Exercise directions:
Please write out word for word the opening lines of the material, including the line with "use std::collections::HashMap;" as the last.
___ Records for this task
// Graph Runtime - petgraph based
// Type-safe StateGraph execution engine

use async_trait::async_trait;
use petgraph::graph::{DiGraph, NodeIndex};
use petgraph::visit::EdgeRef;
use petgraph::Direction;
use std::collections::HashMap;

use super::node::{GraphError, Node, NodeContext, NodeOutput};

/// Id of the terminal sentinel every runtime carries.
pub const END: &str = "__end__";

/// Pure function of the state choosing the label of the next edge.
pub type Router<S> = fn(&S) -> &'static str;

/// Edge condition for graph routing
#[derive(Debug, Clone, PartialEq, Eq, Hash)]
pub enum EdgeCondition {
    /// Always follow this edge (default edge)
    Always,
    /// Follow this edge when the node (or its router) yields this label
    OnCondition(String),
}

impl EdgeCondition {
    pub fn always() -> Self {
        Self::Always
    }

    pub fn on(condition: impl Into<String>) -> Self {
        Self::OnCondition(condition.into())
    }

    pub fn matches(&self, condition: Option<&str>) -> bool {
        match (self, condition) {
            (EdgeCondition::Always, None) => true,
            (EdgeCondition::OnCondition(expected), Some(actual)) => expected == actual,
            _ => false,
        }
    }
}

struct EndNode;

#[async_trait]
impl<S: Send + 'static> Node<S> for EndNode {
    fn id(&self) -> &'static str {
        END
    }

    async fn execute(
        &self,
        _state: &mut S,
        _ctx: &NodeContext<'_>,
    ) -> Result<NodeOutput, GraphError> {
        Ok(NodeOutput::Final)
    }
}

/// petgraph-based StateGraph runtime
pub struct GraphRuntime<S: Send> {
    /// The underlying directed graph
    graph: DiGraph<Box<dyn Node<S>>, EdgeCondition>,
    /// Map from node ID to NodeIndex for lookup
    node_indices: HashMap<String, NodeIndex>,
    /// Routers consulted when a node continues without naming a target
    routers: HashMap<NodeIndex, Router<S>>,
    /// Entry point node ID
    entry_node_id: String,
    end_idx: NodeIndex,
    /// Maximum execution steps (recursion limit)
    max_steps: usize,
}

impl<S: Send + 'static> GraphRuntime<S> {
    /// Create a new graph runtime
    pub fn new() -> Self {
        let mut graph: DiGraph<Box<dyn Node<S>>, EdgeCondition> = DiGraph::new();
        let end_idx = graph.add_node(Box::new(EndNode));
        let mut node_indices = HashMap::new();
        node_indices.insert(END.to_string(), end_idx);

        Self {
            graph,
            node_indices,
            routers: HashMap::new(),
            entry_node_id: String::new(),
            end_idx,
            max_steps: 50,
        }
    }

    /// Set maximum execution steps
    pub fn with_max_steps(mut self, max_steps: usize) -> Self {
        self.max_steps = max_steps;
        self
    }

    /// Set entry point node
    pub fn with_entry(mut self, node_id: impl Into<String>) -> Self {
        self.entry_node_id = node_id.into();
        self
    }

    pub fn max_steps(&self) -> usize {
        self.max_steps
    }

    pub(crate) fn set_max_steps(&mut self, max_steps: usize) {
        self.max_steps = max_steps;
    }

    pub(crate) fn set_entry(&mut self, node_id: String) {
        self.entry_node_id = node_id;
    }

    /// Add a node to the graph
    pub fn add_node(&mut self, node: Box<dyn Node<S>>) -> NodeIndex {
        let id = node.id().to_string();
        let index = self.graph.add_node(node);
        self.node_indices.insert(id, index);
        index
    }

    /// Add an edge between two nodes (always follow)
    pub fn add_edge(&mut self, from: &str, to: &str) -> Result<(), GraphError> {
        self.add_conditional_edge(from, to, EdgeCondition::Always)
    }

    /// Add a conditional edge between two nodes
    pub fn add_conditional_edge(
        &mut self,
        from: &str,
        to: &str,
        condition: EdgeCondition,
    ) -> Result<(), GraphError> {
        let from_idx = self.index_of(from, "Source")?;
        let to_idx = self.index_of(to, "Target")?;

        self.graph.add_edge(from_idx, to_idx, condition);
        Ok(())
    }

    /// Attach a router to `node_id`; its label selects among the conditional edges
    pub fn set_router(&mut self, node_id: &str, router: Router<S>) -> Result<(), GraphError> {
        let idx = self.index_of(node_id, "Routed")?;
        self.routers.insert(idx, router);
        Ok(())
    }

    fn index_of(&self, node_id: &str, role: &str) -> Result<NodeIndex, GraphError> {
        self.node_indices
            .get(node_id)
            .copied()
            .ok_or_else(|| GraphError::new(node_id, format!("{} node not found: {}", role, node_id)))
    }

    /// Get node by ID
    pub fn get_node(&self, node_id: &str) -> Option<&dyn Node<S>> {
        self.node_indices
            .get(node_id)
            .and_then(|idx| self.graph.node_weight(*idx))
            .map(|boxed| boxed.as_ref())
    }

    /// Get all node IDs
    pub fn node_ids(&self) -> Vec<&str> {
        self.node_indices.keys().map(|s| s.as_str()).collect()
    }

    /// Check for cycles in the graph (for debugging)
    pub fn has_cycle(&self) -> bool {
        petgraph::algo::is_cyclic_directed(&self.graph)
    }

    /// Execute the graph with the configured step limit.
    ///
    /// Returns the number of node executions.
    pub async fn run(&self, state: &mut S, ctx: &NodeContext<'_>) -> Result<usize, GraphError> {
        self.run_with_budget(state, ctx, self.max_steps).await
    }

    /// Execute the graph, failing once more than `max_steps` nodes would run.
    pub async fn run_with_budget(
        &self,
        state: &mut S,
        ctx: &NodeContext<'_>,
        max_steps: usize,
    ) -> Result<usize, GraphError> {
        if self.entry_node_id.is_empty() {
            return Err(GraphError::new("runtime", "No entry node set"));
        }

        let mut current_idx = *self.node_indices.get(&self.entry_node_id).ok_or_else(|| {
            GraphError::new(
                "runtime",
                format!("Entry node not found: {}", self.entry_node_id),
            )
        })?;

        let mut step = 0;
        let mut trace: Vec<&'static str> = Vec::new();

        loop {
            if current_idx == self.end_idx {
                tracing::debug!("Graph reached END after {} steps", step);
                return Ok(step);
            }

            if ctx.cancel.is_cancelled() {
                return Err(GraphError::new("runtime", "Run cancelled").with_trace(&trace));
            }

            if step >= max_steps {
                return Err(GraphError::new(
                    "runtime",
                    format!("Maximum steps ({}) exceeded", max_steps),
                )
                .with_trace(&trace));
            }

            let node = self
                .graph
                .node_weight(current_idx)
                .ok_or_else(|| GraphError::new("runtime", "Node not found in graph"))?;

            let node_id = node.id();
            trace.push(node_id);
            tracing::debug!("Executing node: {} (step {})", node_id, step);

            let output = node
                .execute(state, ctx)
                .await
                .map_err(|err| err.with_trace(&trace))?;
            step += 1;

            let output = match (output, self.routers.get(&current_idx)) {
                (NodeOutput::Continue(None), Some(router)) => {
                    NodeOutput::Branch(router(state).to_string())
                }
                (output, _) => output,
            };

            let next = match output {
                NodeOutput::Final => {
                    tracing::debug!("Graph execution complete at node: {}", node_id);
                    return Ok(step);
                }
                NodeOutput::Error(msg) => Err(GraphError::new(node_id, msg)),
                NodeOutput::Continue(explicit_next) => {
                    self.resolve_next_node(current_idx, None, explicit_next.as_deref())
                }
                NodeOutput::Branch(condition) => {
                    self.resolve_next_node(current_idx, Some(&condition), None)
                }
            };
            current_idx = next.map_err(|err| err.with_trace(&trace))?;
        }
    }

    /// Resolve the next node based on edges
    fn resolve_next_node(
        &self,
        current_idx: NodeIndex,
        condition: Option<&str>,
        explicit: Option<&str>,
    ) -> Result<NodeIndex, GraphError> {
        let current_id = self
            .graph
            .node_weight(current_idx)
            .map(|n| n.id())
            .unwrap_or("unknown");

        // If explicit next node is provided, use it
        if let Some(next_id) = explicit {
            return self.node_indices.get(next_id).copied().ok_or_else(|| {
                GraphError::new(current_id, format!("Explicit target node not found: {}", next_id))
            });
        }

        let edges_with_targets: Vec<(NodeIndex, &EdgeCondition)> = self
            .graph
            .edges_directed(current_idx, Direction::Outgoing)
            .map(|edge_ref| (edge_ref.target(), edge_ref.weight()))
            .collect();

        if edges_with_targets.is_empty() {
            return Err(GraphError::new(
                current_id,
                format!("No outgoing edges from node: {}", current_id),
            ));
        }

        if let Some((target_idx, _)) = edges_with_targets
            .iter()
            .find(|(_, weight)| weight.matches(condition))
        {
            return Ok(*target_idx);
        }

        // Fall back to default (Always) edge
        if let Some((target_idx, _)) = edges_with_targets
            .iter()
            .find(|(_, weight)| **weight == EdgeCondition::Always)
        {
            tracing::warn!(
                "Condition '{}' not matched for node '{}', using default edge",
                condition.unwrap_or(""),
                current_id
            );
            return Ok(*target_idx);
        }

        Err(GraphError::new(
            current_id,
            format!(
                "Undefined routing label '{}' for node {}",
                condition.unwrap_or("(none)"),
                current_id
            ),
        ))
    }
}

impl<S: Send + 'static> Default for GraphRuntime<S> {
    fn default() -> Self {
        Self::new()
    }
}

/// Fluent builder for `GraphRuntime`; edges and routers resolve at `build()`
pub struct GraphBuilder<S: Send> {
    runtime: GraphRuntime<S>,
    pending_edges: Vec<(String, String, EdgeCondition)>,
    pending_routers: Vec<(String, Router<S>)>,
}

impl<S: Send + 'static> GraphBuilder<S> {
    pub fn new() -> Self {
        Self {
            runtime: GraphRuntime::new(),
            pending_edges: Vec::new(),
            pending_routers: Vec::new(),
        }
    }

    pub fn entry(mut self, node_id: impl Into<String>) -> Self {
        self.runtime.set_entry(node_id.into());
        self
    }

    pub fn max_steps(mut self, max_steps: usize) -> Self {
        self.runtime.set_max_steps(max_steps);
        self
    }

    pub fn node(mut self, node: Box<dyn Node<S>>) -> Self {
        self.runtime.add_node(node);
        self
    }

    pub fn edge(mut self, from: impl Into<String>, to: impl Into<String>) -> Self {
        self.pending_edges
            .push((from.into(), to.into(), EdgeCondition::Always));
        self
    }

    pub fn conditional_edge(
        mut self,
        from: impl Into<String>,
        to: impl Into<String>,
        condition: impl Into<String>,
    ) -> Self {
        self.pending_edges
            .push((from.into(), to.into(), EdgeCondition::on(condition)));
        self
    }

    pub fn router(mut self, node_id: impl Into<String>, router: Router<S>) -> Self {
        self.pending_routers.push((node_id.into(), router));
        self
    }

    pub fn build(mut self) -> Result<GraphRuntime<S>, GraphError> {
        for (from, to, condition) in self.pending_edges {
            self.runtime.add_conditional_edge(&from, &to, condition)?;
        }
        for (node_id, router) in self.pending_routers {
            self.runtime.set_router(&node_id, router)?;
        }
        Ok(self.runtime)
    }
}

impl<S: Send + 'static> Default for GraphBuilder<S> {
    fn default() -> Self {
        Self::new()
    }
}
______
Task response:
// Graph Runtime - petgraph based
// Type-safe StateGraph execution engine

use async_trait::async_trait;
use petgraph::graph::{DiGraph, NodeIndex};
use petgraph::visit::EdgeRef;
use petgraph::Direction;
use std::collections::HashMap;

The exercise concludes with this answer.